42. In the present case the claimant alleges he was penalised under s.27 for a complaint made pursuant to s.13 of the Act of 2005. It is not submitted that he was unfairly dismissed under the Unfair Dismissals but that he was penalised due to a complaint made pursuant to s.13 of the Act of 2005 and this resulted in a penalisation by way of dismissal as per s.27 of the Act of 2005. The Act at s.27(2)(a) notes that penalisation can be “suspension, lay-off or dismissal (including a dismissal within the meaning of the Unfair Dismissals Acts 1977 to 2001), or the threat of suspension, lay-off or dismissal”. It includes dismissal under the Unfair Dismissals Acts but does not in any way limit it to dismissal under that Act.


DECISION
43. The Rights Commissioner and the Labour Court, to which this Court extends deference, both concluded that the respondent was subject to penalisation as set out by s.27 of the Act of 2005 for making a complaint under s.13 of the same Act.

44. Looking first at the original Council Directive 89/391/EEC of 12 June 1989 on the Introduction of Measures to Encourage Improvements in the Safety and Health of Workers at Work and at Council Directive 91/383/EEC of 25 June 1991 on Measures to Improve the Safety and Health at Work of Workers with a Fixed-Duration or Temporary Employment Relationship which set down procedures to improve the safety of workers and their rights, it is notable that the ethos behind the Acts of 1989 and 2005 is to ensure the health and safety of employees and those they may encounter in the course of their work.
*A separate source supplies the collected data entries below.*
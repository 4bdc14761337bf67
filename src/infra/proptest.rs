use std::fmt;

use proptest::{
    collection::{self, SizeRange},
    prelude::*,
};

use crate::core::InsertPolicy;

use super::modeling::{Key, MutOp, KEY_SPACE};

pub fn key() -> impl Strategy<Value = Key> {
    (0..KEY_SPACE).prop_map(Key)
}

pub fn insert_policy() -> impl Strategy<Value = InsertPolicy> {
    prop_oneof![Just(InsertPolicy::Reject), Just(InsertPolicy::Overwrite)]
}

/// Single mutation, biased towards adding vertices and edges.
pub fn mut_op<V, W>(vertex: V, weight: W) -> impl Strategy<Value = MutOp<V::Value, W::Value>>
where
    V: Strategy,
    W: Strategy,
    V::Value: Clone + fmt::Debug,
    W::Value: Clone + fmt::Debug,
{
    prop_oneof![
        4 => (key(), vertex, insert_policy())
            .prop_map(|(key, data, policy)| MutOp::AddVertex(key, data, policy)),
        2 => key().prop_map(MutOp::RemoveVertex),
        1 => Just(MutOp::RemoveAllVertices),
        6 => (key(), key(), weight).prop_map(|(src, dest, weight)| MutOp::AddEdge(src, dest, weight)),
        3 => (key(), key()).prop_map(|(src, dest)| MutOp::RemoveEdge(src, dest)),
        1 => Just(MutOp::RemoveAllEdges),
    ]
}

pub fn mut_ops<V, W>(
    vertex: V,
    weight: W,
    size: impl Into<SizeRange>,
) -> impl Strategy<Value = Vec<MutOp<V::Value, W::Value>>>
where
    V: Strategy,
    W: Strategy,
    V::Value: Clone + fmt::Debug,
    W::Value: Clone + fmt::Debug,
{
    collection::vec(mut_op(vertex, weight), size)
}
#![no_main]

use libfuzzer_sys::fuzz_target;

use keygraph::{
    graph::Graph,
    infra::{arbitrary::MutOpsSeq, testing::check_consistency},
};

fuzz_target!(|ops: MutOpsSeq<i8, i8>| {
    let mut graph = Graph::default();

    for op in ops {
        op.apply(&mut graph);
        check_consistency(&graph)
            .as_ref()
            .map_err(ToString::to_string)
            .unwrap();
    }
});
use keygraph::{
    core::InsertPolicy,
    graph::Graph,
    infra::{
        modeling::{Key, Model, MutOp},
        proptest::mut_ops,
        testing::check_consistency,
    },
};
use proptest::prelude::*;

fn apply_all(ops: Vec<MutOp<u8, i16>>) -> Result<(), TestCaseError> {
    let mut graph = Graph::default();
    let mut model = Model::new();

    for op in ops {
        let expected = model.apply(op.clone());
        let actual = op.apply(&mut graph);

        prop_assert_eq!(actual, expected);
        prop_assert_eq!(check_consistency(&graph), Ok(()));
        prop_assert_eq!(model.check(&graph), Ok(()));
        prop_assert_eq!(graph.size(), model.vertex_count());
        prop_assert_eq!(graph.edge_count(), model.edge_count());
    }

    Ok(())
}

proptest! {
    #![proptest_config(ProptestConfig::with_cases(64))]

    #[test]
    fn proptest_graph_matches_model(ops in mut_ops(any::<u8>(), any::<i16>(), 0..200)) {
        apply_all(ops)?;
    }
}

#[test]
fn readded_key_has_no_stale_edges() {
    let mut graph = Graph::<u8, i16>::default();
    let ops = vec![
        MutOp::AddVertex(Key(1), 1, InsertPolicy::Reject),
        MutOp::AddVertex(Key(2), 2, InsertPolicy::Reject),
        MutOp::AddEdge(Key(2), Key(1), 7),
        MutOp::RemoveVertex(Key(1)),
        MutOp::AddVertex(Key(1), 3, InsertPolicy::Reject),
    ];

    for op in ops {
        op.apply(&mut graph);
    }

    assert!(!graph.has_edge("v2", "v1"));
    assert_eq!(graph.get_vertex("v1").and_then(|vertex| vertex.data()), Some(&3));
    check_consistency(&graph).unwrap();
}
45. There is no issue as to fair procedures. The caselaw as discussed above means that in the circumstances of this case ample reasons were given in the determination from the Labour Court and it is not a mandatory requirement that a grievance procedure be followed for a complaint to have been deemed to have been made.

46. Thus on the application of s.13 of the Act of 2005 the respondent in the case before the court acted appropriately in reporting his fatigue. He was subjected to penalisation as described by s.27 of the Act of 2005. He made a complaint of the risk to his safety and that of others if he were to drive in a fatigued state and was dismissed the following day.

47. Hence, the court would dismiss the appellant’s appeal and uphold the determination of the Labour Court.